* **Input for this task**
══════════════════════════════
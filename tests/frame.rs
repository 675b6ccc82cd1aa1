//! Frame accounting across the three modes.

use std::cell::Cell;
use std::rc::Rc;
use std::time::Duration;

use cadre::prelude::*;

#[derive(Default)]
struct Ticker {
  updates: Rc<Cell<u32>>,
  lates: Rc<Cell<u32>>,
}

impl Component for Ticker {
  fn update(&mut self, _access: &Access<'_>) {
    self.updates.set(self.updates.get() + 1);
  }

  fn late_update(&mut self, _access: &Access<'_>) {
    self.lates.set(self.lates.get() + 1);
  }
}

#[test]
fn simulate_at_one_fps_advances_the_clock_one_second_per_loop() {
  let ctx = Context::new(ContextOptions::default());
  let updates = Rc::new(Cell::new(0));
  let lates = Rc::new(Cell::new(0));

  {
    let updates = updates.clone();
    let lates = lates.clone();
    let pt = ctx
      .entity_lib()
      .component_lib()
      .declare_with("ticker", move || {
        Box::new(Ticker {
          updates: updates.clone(),
          lates: lates.clone(),
        })
      });
    build_entity_pt(&ctx, "P").add_component_pt(pt, None).declare();
    build_entity(&ctx, "P").build().unwrap();
  }

  let runtime = Runtime::new(
    ctx.clone(),
    RuntimeOptions {
      frame: Some(Frame::simulate(1.0, 3)),
      ..Default::default()
    },
  )
  .unwrap();

  // Simulate caps at total_frames and returns.
  runtime.run().unwrap();

  let frame = ctx.frame();
  let frame = frame.as_ref().unwrap();
  assert_eq!(frame.cur_frames(), 3);
  assert_eq!(frame.running_elapse(), Duration::from_secs(3));
  assert_eq!(frame.last_loop_elapse(), Duration::from_secs(1));

  assert_eq!(updates.get(), 3);
  assert_eq!(lates.get(), 3);
}

#[test]
fn simulate_ignores_wall_clock_entirely() {
  let ctx = Context::new(ContextOptions::default());
  let runtime = Runtime::new(
    ctx.clone(),
    RuntimeOptions {
      frame: Some(Frame::simulate(1000.0, 5000)),
      ..Default::default()
    },
  )
  .unwrap();

  let wall = std::time::Instant::now();
  runtime.run().unwrap();
  // Five virtual seconds in well under one wall second.
  assert!(wall.elapsed() < Duration::from_secs(2));

  let frame = ctx.frame();
  let frame = frame.as_ref().unwrap();
  assert_eq!(frame.cur_frames(), 5000);
  assert_eq!(frame.running_elapse(), Duration::from_secs(5));
}

#[test]
fn real_time_mode_actually_ticks() {
  let (handle, join) = Runtime::spawn(
    ContextOptions::default(),
    RuntimeOptions {
      frame: Some(Frame::real_time(200.0)),
      ..Default::default()
    },
    |_ctx| {},
  );

  std::thread::sleep(Duration::from_millis(100));
  let frames = handle
    .call(|ctx| ctx.frame().as_ref().map(|f| f.cur_frames()).unwrap_or(0))
    .wait()
    .unwrap();
  assert!(frames > 0, "no frames after 100ms at 200fps");

  handle.terminate().wait();
  join.join().unwrap().unwrap();
}

#[test]
fn double_run_is_rejected() {
  let ctx = Context::new(ContextOptions::default());
  let runtime = Runtime::new(
    ctx,
    RuntimeOptions {
      frame: Some(Frame::simulate(10.0, 1)),
      ..Default::default()
    },
  )
  .unwrap();

  runtime.run().unwrap();
  assert!(matches!(runtime.run(), Err(RunError::AlreadyRunning)));
}

#[test]
fn pairing_a_context_twice_is_rejected() {
  let ctx = Context::new(ContextOptions::default());
  let _first = Runtime::new(ctx.clone(), RuntimeOptions::default()).unwrap();
  let second = Runtime::new(ctx, RuntimeOptions::default());
  assert!(matches!(second, Err(RunError::AlreadyPaired)));
}

#[test]
fn frame_rejects_a_non_positive_fps() {
  let bad = std::panic::catch_unwind(|| Frame::real_time(0.0));
  assert!(bad.is_err());
}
══════════════════════════════
* **What is being asked**
Output all of the records above exactly as they appear.

* **Response box**
filename tests/frame.rs
repository 675b6ccc82cd1aa1
//! Frame accounting across the three modes.

use std::cell::Cell;
use std::rc::Rc;
use std::time::Duration;

use cadre::prelude::*;

#[derive(Default)]
struct Ticker {
  updates: Rc<Cell<u32>>,
  lates: Rc<Cell<u32>>,
}

impl Component for Ticker {
  fn update(&mut self, _access: &Access<'_>) {
    self.updates.set(self.updates.get() + 1);
  }

  fn late_update(&mut self, _access: &Access<'_>) {
    self.lates.set(self.lates.get() + 1);
  }
}

#[test]
fn simulate_at_one_fps_advances_the_clock_one_second_per_loop() {
  let ctx = Context::new(ContextOptions::default());
  let updates = Rc::new(Cell::new(0));
  let lates = Rc::new(Cell::new(0));

  {
    let updates = updates.clone();
    let lates = lates.clone();
    let pt = ctx
      .entity_lib()
      .component_lib()
      .declare_with("ticker", move || {
        Box::new(Ticker {
          updates: updates.clone(),
          lates: lates.clone(),
        })
      });
    build_entity_pt(&ctx, "P").add_component_pt(pt, None).declare();
    build_entity(&ctx, "P").build().unwrap();
  }

  let runtime = Runtime::new(
    ctx.clone(),
    RuntimeOptions {
      frame: Some(Frame::simulate(1.0, 3)),
      ..Default::default()
    },
  )
  .unwrap();

  // Simulate caps at total_frames and returns.
  runtime.run().unwrap();

  let frame = ctx.frame();
  let frame = frame.as_ref().unwrap();
  assert_eq!(frame.cur_frames(), 3);
  assert_eq!(frame.running_elapse(), Duration::from_secs(3));
  assert_eq!(frame.last_loop_elapse(), Duration::from_secs(1));

  assert_eq!(updates.get(), 3);
  assert_eq!(lates.get(), 3);
}

#[test]
fn simulate_ignores_wall_clock_entirely() {
  let ctx = Context::new(ContextOptions::default());
  let runtime = Runtime::new(
    ctx.clone(),
    RuntimeOptions {
      frame: Some(Frame::simulate(1000.0, 5000)),
      ..Default::default()
    },
  )
  .unwrap();

  let wall = std::time::Instant::now();
  runtime.run().unwrap();
  // Five virtual seconds in well under one wall second.
  assert!(wall.elapsed() < Duration::from_secs(2));

  let frame = ctx.frame();
  let frame = frame.as_ref().unwrap();
  assert_eq!(frame.cur_frames(), 5000);
  assert_eq!(frame.running_elapse(), Duration::from_secs(5));
}

#[test]
fn real_time_mode_actually_ticks() {
  let (handle, join) = Runtime::spawn(
    ContextOptions::default(),
    RuntimeOptions {
      frame: Some(Frame::real_time(200.0)),
      ..Default::default()
    },
    |_ctx| {},
  );

  std::thread::sleep(Duration::from_millis(100));
  let frames = handle
    .call(|ctx| ctx.frame().as_ref().map(|f| f.cur_frames()).unwrap_or(0))
    .wait()
    .unwrap();
  assert!(frames > 0, "no frames after 100ms at 200fps");

  handle.terminate().wait();
  join.join().unwrap().unwrap();
}

#[test]
fn double_run_is_rejected() {
  let ctx = Context::new(ContextOptions::default());
  let runtime = Runtime::new(
    ctx,
    RuntimeOptions {
      frame: Some(Frame::simulate(10.0, 1)),
      ..Default::default()
    },
  )
  .unwrap();

  runtime.run().unwrap();
  assert!(matches!(runtime.run(), Err(RunError::AlreadyRunning)));
}

#[test]
fn pairing_a_context_twice_is_rejected() {
  let ctx = Context::new(ContextOptions::default());
  let _first = Runtime::new(ctx.clone(), RuntimeOptions::default()).unwrap();
  let second = Runtime::new(ctx, RuntimeOptions::default());
  assert!(matches!(second, Err(RunError::AlreadyPaired)));
}

#[test]
fn frame_rejects_a_non_positive_fps() {
  let bad = std::panic::catch_unwind(|| Frame::real_time(0.0));
  assert!(bad.is_err());
}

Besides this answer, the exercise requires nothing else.